Collected data entries:
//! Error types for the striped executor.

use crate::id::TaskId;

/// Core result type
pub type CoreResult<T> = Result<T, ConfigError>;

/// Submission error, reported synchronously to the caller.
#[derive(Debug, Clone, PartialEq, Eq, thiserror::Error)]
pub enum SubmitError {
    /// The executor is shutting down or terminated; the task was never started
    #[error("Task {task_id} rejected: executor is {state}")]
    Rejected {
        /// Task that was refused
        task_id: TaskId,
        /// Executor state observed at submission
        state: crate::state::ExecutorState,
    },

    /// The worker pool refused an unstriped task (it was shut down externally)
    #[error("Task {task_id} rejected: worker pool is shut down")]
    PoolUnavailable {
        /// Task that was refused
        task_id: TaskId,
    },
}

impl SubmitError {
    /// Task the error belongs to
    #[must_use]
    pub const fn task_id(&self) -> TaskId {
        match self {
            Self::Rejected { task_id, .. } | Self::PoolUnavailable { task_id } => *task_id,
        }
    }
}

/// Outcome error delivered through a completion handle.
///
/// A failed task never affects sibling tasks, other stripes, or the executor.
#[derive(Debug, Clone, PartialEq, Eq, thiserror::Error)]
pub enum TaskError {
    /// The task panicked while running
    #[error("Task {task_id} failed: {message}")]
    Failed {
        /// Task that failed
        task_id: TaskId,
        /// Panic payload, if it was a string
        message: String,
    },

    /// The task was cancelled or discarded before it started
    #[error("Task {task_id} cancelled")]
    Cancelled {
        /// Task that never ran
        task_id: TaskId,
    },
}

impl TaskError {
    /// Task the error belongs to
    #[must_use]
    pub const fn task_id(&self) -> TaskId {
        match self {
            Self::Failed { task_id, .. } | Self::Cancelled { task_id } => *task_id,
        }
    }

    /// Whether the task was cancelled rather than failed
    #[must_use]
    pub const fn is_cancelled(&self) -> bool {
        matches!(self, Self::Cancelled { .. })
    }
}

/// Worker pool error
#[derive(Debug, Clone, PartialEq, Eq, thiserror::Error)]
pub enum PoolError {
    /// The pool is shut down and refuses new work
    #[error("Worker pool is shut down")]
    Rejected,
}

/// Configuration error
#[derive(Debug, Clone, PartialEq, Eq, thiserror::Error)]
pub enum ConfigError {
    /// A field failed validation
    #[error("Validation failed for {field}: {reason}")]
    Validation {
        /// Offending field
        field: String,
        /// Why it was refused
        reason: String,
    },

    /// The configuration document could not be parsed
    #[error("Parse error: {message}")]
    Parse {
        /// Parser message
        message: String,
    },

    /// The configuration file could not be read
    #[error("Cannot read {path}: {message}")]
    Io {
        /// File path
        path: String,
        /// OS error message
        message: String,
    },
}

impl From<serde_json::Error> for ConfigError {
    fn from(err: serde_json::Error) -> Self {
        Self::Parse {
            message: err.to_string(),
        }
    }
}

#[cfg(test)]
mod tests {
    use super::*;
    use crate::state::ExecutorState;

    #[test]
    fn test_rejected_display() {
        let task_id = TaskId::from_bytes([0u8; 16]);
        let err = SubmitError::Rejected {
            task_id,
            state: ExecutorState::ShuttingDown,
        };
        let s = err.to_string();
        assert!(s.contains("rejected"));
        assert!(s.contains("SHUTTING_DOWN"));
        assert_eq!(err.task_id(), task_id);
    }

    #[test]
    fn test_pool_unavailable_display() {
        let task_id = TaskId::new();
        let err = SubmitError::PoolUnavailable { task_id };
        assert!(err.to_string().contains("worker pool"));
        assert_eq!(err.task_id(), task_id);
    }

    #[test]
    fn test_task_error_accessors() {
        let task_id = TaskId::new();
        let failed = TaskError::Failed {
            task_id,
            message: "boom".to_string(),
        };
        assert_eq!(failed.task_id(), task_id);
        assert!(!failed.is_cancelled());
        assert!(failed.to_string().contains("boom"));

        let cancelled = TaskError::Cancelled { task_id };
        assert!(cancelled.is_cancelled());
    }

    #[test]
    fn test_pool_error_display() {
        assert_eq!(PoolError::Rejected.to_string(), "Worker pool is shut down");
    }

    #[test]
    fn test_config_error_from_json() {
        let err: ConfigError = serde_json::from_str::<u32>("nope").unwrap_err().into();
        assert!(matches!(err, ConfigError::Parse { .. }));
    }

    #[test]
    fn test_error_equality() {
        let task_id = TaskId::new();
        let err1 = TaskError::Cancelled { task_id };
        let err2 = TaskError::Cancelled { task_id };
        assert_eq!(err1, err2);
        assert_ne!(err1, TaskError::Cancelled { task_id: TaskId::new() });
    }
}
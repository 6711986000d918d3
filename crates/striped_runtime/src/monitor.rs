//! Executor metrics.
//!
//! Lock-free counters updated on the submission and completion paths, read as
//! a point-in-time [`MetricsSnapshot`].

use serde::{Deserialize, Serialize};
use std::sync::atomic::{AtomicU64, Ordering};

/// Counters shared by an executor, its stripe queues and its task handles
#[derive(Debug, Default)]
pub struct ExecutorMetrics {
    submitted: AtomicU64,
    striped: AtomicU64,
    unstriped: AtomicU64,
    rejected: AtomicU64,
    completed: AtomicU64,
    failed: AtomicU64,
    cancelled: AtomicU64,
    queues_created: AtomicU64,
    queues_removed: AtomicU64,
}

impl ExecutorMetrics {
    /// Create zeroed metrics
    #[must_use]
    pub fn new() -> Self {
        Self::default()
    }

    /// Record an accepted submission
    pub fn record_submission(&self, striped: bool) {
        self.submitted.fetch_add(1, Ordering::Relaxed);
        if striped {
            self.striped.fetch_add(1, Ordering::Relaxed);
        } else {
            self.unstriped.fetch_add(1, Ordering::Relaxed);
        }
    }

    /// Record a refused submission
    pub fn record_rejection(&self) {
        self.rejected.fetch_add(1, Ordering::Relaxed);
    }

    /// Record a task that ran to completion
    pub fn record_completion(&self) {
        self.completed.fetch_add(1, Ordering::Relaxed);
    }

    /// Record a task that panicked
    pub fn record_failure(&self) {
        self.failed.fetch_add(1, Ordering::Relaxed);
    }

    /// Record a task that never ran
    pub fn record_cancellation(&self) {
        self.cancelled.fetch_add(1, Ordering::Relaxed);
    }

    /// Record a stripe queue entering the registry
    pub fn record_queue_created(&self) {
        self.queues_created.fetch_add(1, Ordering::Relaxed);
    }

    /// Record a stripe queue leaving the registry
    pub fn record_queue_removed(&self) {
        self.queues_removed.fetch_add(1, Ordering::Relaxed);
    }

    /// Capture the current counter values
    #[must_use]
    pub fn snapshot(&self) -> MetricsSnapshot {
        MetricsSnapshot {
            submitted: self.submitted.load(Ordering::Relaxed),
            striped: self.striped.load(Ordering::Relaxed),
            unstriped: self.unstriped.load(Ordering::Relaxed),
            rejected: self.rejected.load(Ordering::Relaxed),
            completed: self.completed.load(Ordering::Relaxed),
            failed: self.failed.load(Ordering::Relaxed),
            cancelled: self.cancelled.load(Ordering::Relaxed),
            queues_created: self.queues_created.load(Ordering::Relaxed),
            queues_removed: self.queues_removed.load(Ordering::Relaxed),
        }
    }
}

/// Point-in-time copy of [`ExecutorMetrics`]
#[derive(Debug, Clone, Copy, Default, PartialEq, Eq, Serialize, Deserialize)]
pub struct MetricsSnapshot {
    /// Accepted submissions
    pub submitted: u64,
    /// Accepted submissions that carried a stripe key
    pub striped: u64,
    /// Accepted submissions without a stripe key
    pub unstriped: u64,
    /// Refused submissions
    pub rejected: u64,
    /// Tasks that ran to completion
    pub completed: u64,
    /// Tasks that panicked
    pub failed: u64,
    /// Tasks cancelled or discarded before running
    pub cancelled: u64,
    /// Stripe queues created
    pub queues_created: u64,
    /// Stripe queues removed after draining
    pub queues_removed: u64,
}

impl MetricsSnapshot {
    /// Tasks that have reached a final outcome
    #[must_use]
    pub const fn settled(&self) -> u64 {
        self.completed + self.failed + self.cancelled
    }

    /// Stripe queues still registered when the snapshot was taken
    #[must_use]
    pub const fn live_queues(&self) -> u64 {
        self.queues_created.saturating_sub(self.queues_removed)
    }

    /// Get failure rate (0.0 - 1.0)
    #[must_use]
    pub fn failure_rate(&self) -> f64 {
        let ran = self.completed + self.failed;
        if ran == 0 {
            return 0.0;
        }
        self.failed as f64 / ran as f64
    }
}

» **Activity**: Starting with the first line of the records, repeat every line up to and including the one containing "observed at submission", and nothing else.

» **Exercise result**:
//! Error types for the striped executor.

use crate::id::TaskId;

/// Core result type
pub type CoreResult<T> = Result<T, ConfigError>;

/// Submission error, reported synchronously to the caller.
#[derive(Debug, Clone, PartialEq, Eq, thiserror::Error)]
pub enum SubmitError {
    /// The executor is shutting down or terminated; the task was never started
    #[error("Task {task_id} rejected: executor is {state}")]
    Rejected {
        /// Task that was refused
        task_id: TaskId,
        /// Executor state observed at submission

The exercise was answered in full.